The Internal Revenue Service (IRS) rehired a bunch of employees it shouldn’t have, is how I read a newly released investigation by the Treasury Department Inspector General. Key findings:
- The IRS rehired about 2,000 former employees between January 2015 and March 2016. Of those, 213 had been terminated for performance reasons. Four had been terminated due to not paying their taxes, four for unauthorized access of taxpayers’ accounts, 13 for falsifying documents, and six for misconduct (including one with several theft convictions and a felony conviction for possession of a forgery device).
- The Inspector General previously did a report on this issue in December 2014, in which the IRS was provided a list of 824 employees who had been questionably rehired between 2010 and 2013. Sixty of these employees were rehired again by the IRS between 2015 and 2016. Of those 60, five have already been written up based on performance issues.
- IRS hiring decision-makers do not have access to applicants’ IRS employment history records. The IRS says doing so would be cost-prohibitive, but the Inspector General concluded that the IRS never performed a cost-benefit analysis.

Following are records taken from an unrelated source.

pub mod client;
pub mod rate_limit;

pub use client::{BinanceClient, BINANCE_FUTURES_BASE};
pub use rate_limit::{RateLimitSnapshot, RateLimitTracker};
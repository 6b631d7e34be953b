// =============================================================================
// Relative Strength Index (RSI) — Wilder's Smoothing
// =============================================================================
//
// Step 1 — Price changes (deltas) from consecutive closes.
// Step 2 — Seed average gain / average loss with the mean of the first
//          `period` gains / losses.
// Step 3 — Wilder's smoothing:
//            avg_gain = (prev_avg_gain * (period - 1) + gain) / period
//            avg_loss = (prev_avg_loss * (period - 1) + loss) / period
// Step 4 — RS  = avg_gain / avg_loss
//          RSI = 100 - 100 / (1 + RS)
// =============================================================================

/// Look-back used when the scan config does not override it.
pub const DEFAULT_RSI_PERIOD: usize = 14;

/// Compute the RSI series for `prices` over `period`.
///
/// One value is produced per delta starting at delta index `period - 1`, so
/// the output has `prices.len() - period` elements.
///
/// # Edge cases
/// - `period == 0` or `prices.len() < period + 1` => empty vec
/// - no losses but some gains => 100.0
/// - no movement at all => RS is taken as 0, giving 0.0
pub fn calculate_rsi(prices: &[f64], period: usize) -> Vec<f64> {
    if period == 0 || prices.len() < period + 1 {
        return Vec::new();
    }

    let deltas: Vec<f64> = prices.windows(2).map(|w| w[1] - w[0]).collect();

    let (sum_gain, sum_loss) = deltas[..period]
        .iter()
        .fold((0.0_f64, 0.0_f64), |(g, l), &d| (g + gain(d), l + loss(d)));

    let period_f = period as f64;
    let mut avg_gain = sum_gain / period_f;
    let mut avg_loss = sum_loss / period_f;

    let mut result = Vec::with_capacity(deltas.len() - period + 1);
    match rsi_from_averages(avg_gain, avg_loss) {
        Some(rsi) => result.push(rsi),
        None => return result,
    }

    for &delta in &deltas[period..] {
        avg_gain = (avg_gain * (period_f - 1.0) + gain(delta)) / period_f;
        avg_loss = (avg_loss * (period_f - 1.0) + loss(delta)) / period_f;

        match rsi_from_averages(avg_gain, avg_loss) {
            Some(rsi) => result.push(rsi),
            None => break,
        }
    }

    result
}

fn gain(delta: f64) -> f64 {
    if delta > 0.0 {
        delta
    } else {
        0.0
    }
}

fn loss(delta: f64) -> f64 {
    if delta < 0.0 {
        -delta
    } else {
        0.0
    }
}

/// Map average gain / loss to an RSI value in [0, 100]; `None` if non-finite.
///
/// Zero average loss with positive gain yields 100, the limit of the formula.
/// Substituting RS = 0 whenever avg_loss is 0 would instead report an
/// all-gain series as RSI 0. A flat series (no gain, no loss) still maps to 0.
fn rsi_from_averages(avg_gain: f64, avg_loss: f64) -> Option<f64> {
    let rsi = if avg_loss == 0.0 && avg_gain > 0.0 {
        100.0
    } else {
        let rs = if avg_loss == 0.0 { 0.0 } else { avg_gain / avg_loss };
        100.0 - 100.0 / (1.0 + rs)
    };

    rsi.is_finite().then_some(rsi)
}
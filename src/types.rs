// =============================================================================
// Shared types used across the Pingr scanner
// =============================================================================

use serde::{Deserialize, Serialize};

/// Chronological closing prices for one symbol (oldest first).
pub type PriceSeries = Vec<f64>;

/// 24-hour ticker snapshot for a single futures symbol.
#[derive(Debug, Clone, Copy, PartialEq, Serialize, Deserialize)]
pub struct TickerSnapshot {
    pub last_price: f64,
    pub quote_volume: f64,
    pub price_change_percent: f64,
}

/// Indicator values derived from a [`PriceSeries`]. Every sequence is aligned
/// to the tail of the input, so `last()` is always the most recent sample.
#[derive(Debug, Clone, Default, PartialEq, Serialize)]
pub struct IndicatorResult {
    pub ema_fast: Vec<f64>,
    pub ema_slow: Vec<f64>,
    pub rsi: Vec<f64>,
    pub macd: Vec<f64>,
    pub macd_signal: Vec<f64>,
}

impl IndicatorResult {
    pub fn latest_rsi(&self) -> Option<f64> {
        self.rsi.last().copied()
    }

    pub fn latest_macd(&self) -> Option<(f64, f64)> {
        Some((*self.macd.last()?, *self.macd_signal.last()?))
    }
}

/// Categorical outcome of evaluating one symbol.
#[derive(Debug, Clone, Copy, PartialEq, Eq, Serialize, Deserialize)]
pub enum Signal {
    MacdBullishCross,
    MomentumSpike,
    NoSignal,
    LowVolume,
    FetchFailed,
}

impl std::fmt::Display for Signal {
    fn fmt(&self, f: &mut std::fmt::Formatter<'_>) -> std::fmt::Result {
        match self {
            Self::MacdBullishCross => write!(f, "MACD Bullish"),
            Self::MomentumSpike => write!(f, "Momentum Spike"),
            Self::NoSignal => write!(f, "No signal"),
            Self::LowVolume => write!(f, "Low volume"),
            Self::FetchFailed => write!(f, "Fetch failed"),
        }
    }
}

/// Verdict for one symbol plus the inputs that produced it.
#[derive(Debug, Clone, PartialEq, Serialize)]
pub struct SignalVerdict {
    pub symbol: String,
    pub signal: Signal,
    #[serde(skip_serializing_if = "Option::is_none")]
    pub snapshot: Option<TickerSnapshot>,
    #[serde(skip_serializing_if = "Option::is_none")]
    pub indicators: Option<IndicatorResult>,
}

impl SignalVerdict {
    pub fn new(symbol: impl Into<String>, signal: Signal) -> Self {
        Self {
            symbol: symbol.into(),
            signal,
            snapshot: None,
            indicators: None,
        }
    }

    pub fn with_snapshot(mut self, snapshot: TickerSnapshot) -> Self {
        self.snapshot = Some(snapshot);
        self
    }

    pub fn with_indicators(mut self, indicators: IndicatorResult) -> Self {
        self.indicators = Some(indicators);
        self
    }

    pub fn fired(&self) -> bool {
        matches!(self.signal, Signal::MacdBullishCross | Signal::MomentumSpike)
    }
}

/// Which scan flavour to run.
#[derive(Debug, Clone, Copy, Default, PartialEq, Eq, Serialize, Deserialize)]
#[serde(rename_all = "lowercase")]
pub enum ScanMode {
    /// Volume gate followed by a MACD cross check on 15m klines.
    #[default]
    Full,
    /// 24h momentum/volume filter only.
    Light,
}

impl std::fmt::Display for ScanMode {
    fn fmt(&self, f: &mut std::fmt::Formatter<'_>) -> std::fmt::Result {
        match self {
            Self::Full => write!(f, "full"),
            Self::Light => write!(f, "light"),
        }
    }
}

impl std::str::FromStr for ScanMode {
    type Err = anyhow::Error;

    fn from_str(s: &str) -> anyhow::Result<Self> {
        match s.trim().to_lowercase().as_str() {
            "full" => Ok(Self::Full),
            "light" => Ok(Self::Light),
            other => anyhow::bail!("unknown scan mode '{other}' (expected 'full' or 'light')"),
        }
    }
}

#[cfg(test)]
mod tests {
    use super::*;

    #[test]
    fn scan_mode_parses_case_insensitively() {
        assert_eq!("Light".parse::<ScanMode>().unwrap(), ScanMode::Light);
        assert_eq!(" full ".parse::<ScanMode>().unwrap(), ScanMode::Full);
        assert!("turbo".parse::<ScanMode>().is_err());
    }

    #[test]
    fn scan_mode_defaults_to_full() {
        assert_eq!(ScanMode::default(), ScanMode::Full);
        let mode: ScanMode = serde_json::from_str(r#""light""#).unwrap();
        assert_eq!(mode, ScanMode::Light);
    }

    #[test]
    fn verdict_fired_only_for_alerting_signals() {
        assert!(SignalVerdict::new("BTCUSDT", Signal::MacdBullishCross).fired());
        assert!(SignalVerdict::new("BTCUSDT", Signal::MomentumSpike).fired());
        assert!(!SignalVerdict::new("BTCUSDT", Signal::NoSignal).fired());
        assert!(!SignalVerdict::new("BTCUSDT", Signal::LowVolume).fired());
    }

    #[test]
    fn latest_macd_requires_both_lines() {
        let mut r = IndicatorResult::default();
        r.macd = vec![1.0];
        assert!(r.latest_macd().is_none());
        r.macd_signal = vec![0.5];
        assert_eq!(r.latest_macd(), Some((1.0, 0.5)));
    }
}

- Twenty-seven of the rehired employees failed to disclose that they were previously terminated by the IRS, as required by the Declaration for Federal Employment form they filled out. The federal Office of Personnel Management (OPM) requires that all nondisclosures be referred to OPM for review, which the IRS did not do.
The Inspector General chose to highlight one startling example:
One former employee with a history of prior convictions, including petty theft, possession of a controlled substance, reckless driving, and prior absence without leave issues, applied for employment and was mistaken for a different applicant with a similar name that the IRS intended to hire. The IRS inadvertently sent the former employee instructions to report for duty and allowed the former employee to enter an IRS building. Once inside the building, the former employee completed paperwork and was sworn in as a Federal Government employee before IRS management identified the mistake. IRS management stated that because the former employee reported for work, was sworn in, and completed certain tasks, the former employee was paid for one day’s work.
This is pretty shocking stuff, even for the well-documented issues that the IRS has. It’s one thing if the IRS carefully evaluated why they terminated someone before and decided it was worth giving them a second chance. But here, the hiring managers didn’t even know the applicant was a past employee, let alone that they had been fired for performance reasons. So the IRS went ahead and hired and paid people who couldn’t do the work, wasting a lot of time and money.
In the report, the Inspector General notes that the IRS has agreed to implement recommendations to update its policies and practices and provide prior IRS employment history on applicants to hiring managers. Not that they had much choice.